The pension files of the U.S.C.T. troops also reveal how these veterans supported each other after the war:  Spencer Scott, Thomas Brown, and George Scott provided depositions in support of Lucy Jackson, while Warner Carter served as a deponent in the pension case of Spencer Scott’s widow.  Those soldiers who survived the war dealt with the long term effects of ailments and wounds incurred and exacerbated by their military service.  Jackson Carter testified in Winston Jackson’s pension file that Winston showed signs of heart disease during the war, a condition which left him weak and unable to work full time after the war, while Warner Carter revealed that Spencer had long battled with a series of disabilities, including rheumatism, a tumor, piles, diarrhea, and an enlarged prostate; Warner himself was plagued by many such ailments.  Some of the men teamed up after the war to rebuild their lives; Jackson Carter and Winston Jackson for example, both moved to Quincy, Illinois and worked there until 1874.

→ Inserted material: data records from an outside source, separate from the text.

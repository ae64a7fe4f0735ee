//! In-memory billing store
//!
//! Backs tests and local development. One async mutex over the whole state
//! gives every trait method the same atomicity the Postgres store gets
//! from transactions and its uniqueness constraint.

use std::collections::HashMap;

use async_trait::async_trait;
use dukani_shared::{Invoice, InvoiceStatus, SubscriptionStatus, TenantSubscription};
use tokio::sync::Mutex;
use uuid::Uuid;

use crate::error::{BillingError, BillingResult};

use super::{invoice_number, month_key, BillingStore, NewInvoice};

#[derive(Default)]
struct Inner {
    tenants: HashMap<Uuid, TenantSubscription>,
    invoices: HashMap<Uuid, Invoice>,
    /// Next sequence value per `YYYYMM`
    sequences: HashMap<String, i64>,
}

#[derive(Default)]
pub struct MemoryStore {
    inner: Mutex<Inner>,
}

impl MemoryStore {
    pub fn new() -> Self {
        Self::default()
    }
}

#[async_trait]
impl BillingStore for MemoryStore {
    async fn tenant(&self, tenant_id: Uuid) -> BillingResult<TenantSubscription> {
        let inner = self.inner.lock().await;
        inner
            .tenants
            .get(&tenant_id)
            .cloned()
            .ok_or_else(|| BillingError::NotFound(format!("Tenant {} not found", tenant_id)))
    }

    async fn insert_tenant(&self, tenant: &TenantSubscription) -> BillingResult<()> {
        let mut inner = self.inner.lock().await;
        if inner.tenants.contains_key(&tenant.tenant_id) {
            return Err(BillingError::ValidationError(format!(
                "Tenant {} already has a subscription record",
                tenant.tenant_id
            )));
        }
        inner.tenants.insert(tenant.tenant_id, tenant.clone());
        Ok(())
    }

    async fn tenants_by_status(
        &self,
        status: SubscriptionStatus,
    ) -> BillingResult<Vec<TenantSubscription>> {
        let inner = self.inner.lock().await;
        Ok(inner
            .tenants
            .values()
            .filter(|t| t.status == status)
            .cloned()
            .collect())
    }

    async fn update_tenant(
        &self,
        tenant: &TenantSubscription,
    ) -> BillingResult<TenantSubscription> {
        let mut inner = self.inner.lock().await;
        let stored = inner.tenants.get(&tenant.tenant_id).ok_or_else(|| {
            BillingError::NotFound(format!("Tenant {} not found", tenant.tenant_id))
        })?;
        if stored.version != tenant.version {
            return Err(BillingError::ConcurrentModification(format!(
                "Tenant {} was modified by another process",
                tenant.tenant_id
            )));
        }
        let mut updated = tenant.clone();
        updated.version += 1;
        inner.tenants.insert(updated.tenant_id, updated.clone());
        Ok(updated)
    }

    async fn invoice(&self, invoice_id: Uuid) -> BillingResult<Invoice> {
        let inner = self.inner.lock().await;
        inner
            .invoices
            .get(&invoice_id)
            .cloned()
            .ok_or_else(|| BillingError::NotFound(format!("Invoice {} not found", invoice_id)))
    }

    async fn create_invoice(&self, new_invoice: NewInvoice) -> BillingResult<Invoice> {
        let mut inner = self.inner.lock().await;

        // Same predicate as the partial unique index in Postgres: rejected
        // invoices release the slot, everything else holds it.
        let duplicate = inner.invoices.values().any(|i| {
            i.tenant_id == new_invoice.tenant_id
                && i.invoice_type == new_invoice.invoice_type
                && i.period_start == new_invoice.period_start
                && i.status != InvoiceStatus::Rejected
        });
        if duplicate {
            return Err(BillingError::DuplicateInvoice(format!(
                "{} invoice for tenant {} period {} already exists",
                new_invoice.invoice_type, new_invoice.tenant_id, new_invoice.period_start
            )));
        }

        let key = month_key(new_invoice.issued_at);
        let seq = inner.sequences.entry(key.clone()).or_insert(0);
        *seq += 1;
        let number = invoice_number(&key, *seq);

        let invoice = Invoice {
            id: Uuid::new_v4(),
            tenant_id: new_invoice.tenant_id,
            tier_id: new_invoice.tier_id,
            number,
            invoice_type: new_invoice.invoice_type,
            status: InvoiceStatus::Pending,
            amount_cents: new_invoice.amount_cents,
            currency: new_invoice.currency,
            due_date: new_invoice.due_date,
            period_start: new_invoice.period_start,
            period_end: new_invoice.period_end,
            receipt_ref: None,
            reviewer_notes: None,
            submitted_at: None,
            reviewed_at: None,
            created_at: new_invoice.issued_at,
        };
        inner.invoices.insert(invoice.id, invoice.clone());
        Ok(invoice)
    }

    async fn update_invoice(
        &self,
        invoice: &Invoice,
        expected: InvoiceStatus,
    ) -> BillingResult<Invoice> {
        let mut inner = self.inner.lock().await;
        let stored = inner.invoices.get(&invoice.id).ok_or_else(|| {
            BillingError::NotFound(format!("Invoice {} not found", invoice.id))
        })?;
        if stored.status != expected {
            return Err(BillingError::InvalidState(format!(
                "Invoice {} is {}, expected {}",
                invoice.number, stored.status, expected
            )));
        }
        inner.invoices.insert(invoice.id, invoice.clone());
        Ok(invoice.clone())
    }

    async fn commit_approval(
        &self,
        invoice: &Invoice,
        tenant: &TenantSubscription,
    ) -> BillingResult<()> {
        let mut inner = self.inner.lock().await;

        let stored_invoice = inner.invoices.get(&invoice.id).ok_or_else(|| {
            BillingError::NotFound(format!("Invoice {} not found", invoice.id))
        })?;
        if stored_invoice.status != InvoiceStatus::Submitted {
            return Err(BillingError::InvalidState(format!(
                "Invoice {} is {}, expected submitted",
                invoice.number, stored_invoice.status
            )));
        }
        let stored_tenant = inner.tenants.get(&tenant.tenant_id).ok_or_else(|| {
            BillingError::NotFound(format!("Tenant {} not found", tenant.tenant_id))
        })?;
        if stored_tenant.version != tenant.version {
            return Err(BillingError::ConcurrentModification(format!(
                "Tenant {} was modified by another process",
                tenant.tenant_id
            )));
        }

        // Both checks passed under the lock; apply both writes.
        inner.invoices.insert(invoice.id, invoice.clone());
        let mut updated = tenant.clone();
        updated.version += 1;
        inner.tenants.insert(updated.tenant_id, updated);
        Ok(())
    }

    async fn all_tenants(&self) -> BillingResult<Vec<TenantSubscription>> {
        let inner = self.inner.lock().await;
        Ok(inner.tenants.values().cloned().collect())
    }

    async fn all_invoices(&self) -> BillingResult<Vec<Invoice>> {
        let inner = self.inner.lock().await;
        Ok(inner.invoices.values().cloned().collect())
    }
}

#[cfg(test)]
mod tests {
    use super::*;
    use dukani_shared::InvoiceType;
    use time::{Duration, OffsetDateTime};

    fn new_invoice(tenant_id: Uuid, period_start: OffsetDateTime) -> NewInvoice {
        NewInvoice {
            tenant_id,
            tier_id: Uuid::new_v4(),
            invoice_type: InvoiceType::TrialConversion,
            amount_cents: 150_000,
            currency: "KES".to_string(),
            due_date: period_start,
            period_start,
            period_end: period_start + Duration::days(30),
            issued_at: period_start - Duration::days(3),
        }
    }

    #[tokio::test]
    async fn duplicate_open_invoice_is_rejected() {
        let store = MemoryStore::new();
        let tenant_id = Uuid::new_v4();
        let start = OffsetDateTime::now_utc();

        store.create_invoice(new_invoice(tenant_id, start)).await.unwrap();
        let err = store
            .create_invoice(new_invoice(tenant_id, start))
            .await
            .unwrap_err();
        assert!(matches!(err, BillingError::DuplicateInvoice(_)));
    }

    #[tokio::test]
    async fn rejected_invoice_releases_the_period_slot() {
        let store = MemoryStore::new();
        let tenant_id = Uuid::new_v4();
        let start = OffsetDateTime::now_utc();

        let mut first = store.create_invoice(new_invoice(tenant_id, start)).await.unwrap();
        first.status = InvoiceStatus::Submitted;
        store.update_invoice(&first, InvoiceStatus::Pending).await.unwrap();
        first.status = InvoiceStatus::Rejected;
        store.update_invoice(&first, InvoiceStatus::Submitted).await.unwrap();

        assert!(store.create_invoice(new_invoice(tenant_id, start)).await.is_ok());
    }

    #[tokio::test]
    async fn stale_tenant_version_is_rejected() {
        let store = MemoryStore::new();
        let tier = dukani_shared::Tier {
            id: Uuid::new_v4(),
            name: "Starter".to_string(),
            country: "KE".to_string(),
            monthly_price_cents: 150_000,
            currency: "KES".to_string(),
            trial_days: 14,
            grace_days: 2,
            max_products: 50,
            max_monthly_orders: 500,
            max_storage_mb: 1024,
            active: true,
        };
        let tenant =
            TenantSubscription::new_trial(Uuid::new_v4(), &tier, OffsetDateTime::now_utc());
        store.insert_tenant(&tenant).await.unwrap();

        // First writer wins, second writer carries the stale version
        store.update_tenant(&tenant).await.unwrap();
        let err = store.update_tenant(&tenant).await.unwrap_err();
        assert!(matches!(err, BillingError::ConcurrentModification(_)));
    }
}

In conclusion, the stories of these Virginia-born Missouri soldiers not only enable us to perceive the diasporic nature of the U.S.C.T., but also challenge us to rethink our concepts of “local history.”  Without knowledge of the Albemarle origins of Missouri enlistees, one might conclude that Albemarle County, Virginia had no U.S.C.T. history:  there was no U.S.C.T. wartime presence there, no recruiting stations and battles involving blacks troops.  But if we take into account birthplaces, we see that Albemarle has scores of U.S.C.T. stories.  These stories permit us to see the local landscape in new ways—to remember that men who grew up in the shadow of Jefferson’s Monticello and Carter’s Mountain fought and died, in distant army camps, hospitals and battlefields, to free themselves and redeem the Union from slavery.


Image: Slave compensation form from Winston Carter's compiled military service record (National Archives).

Sources:  Compiled Service Records, RG 94 National Archives and Records Administration, Washington, D.C., accessed for each soldier through Fold3 (https://www.fold3.com/browse/273/); Pension records for Robert Carter, Winston Carter, Warner Carter and Spencer (Scott) Carter, RG 15, National Archives and Records Administration; Charles Tromblee, “John Coles Carter and Family—The Missouri Years” (2012), accessed at Virginia Historical Society; B. Noland Carter II, A Goodly Heritage:  A History of the Carter Family in Virginia, Vol. I (2003); Ira  Berlin et al., Free at Last:  A Documentary History of Slavery, Freedom, and the Civil War (1992); Christian Recorder (Philadelphia), Jan. 30, 1864; William A. Dobak, Freedom By the Sword:  The U.S. Colored Troops, 1862-1867 (2013); Margaret Humphreys, Intensely Human:  The Health of the Black Soldier in the American Civil War (2010); John David Smith, ed., Black Soldiers in Blue:  African American Troops in the Civil War Era (2002); Diane Mutti Burke, On Slavery’s Border:  Missouri’s Slaveholding Households (2010); Lincoln County (Mo.) Herald, March 12, 1868; Larry M. Logue and Peter Blanck, “’Benefit of the Doubt’:  African-American Civil War Veterans and Pensions,” Journal of Interdisciplinary History (Winter 2008).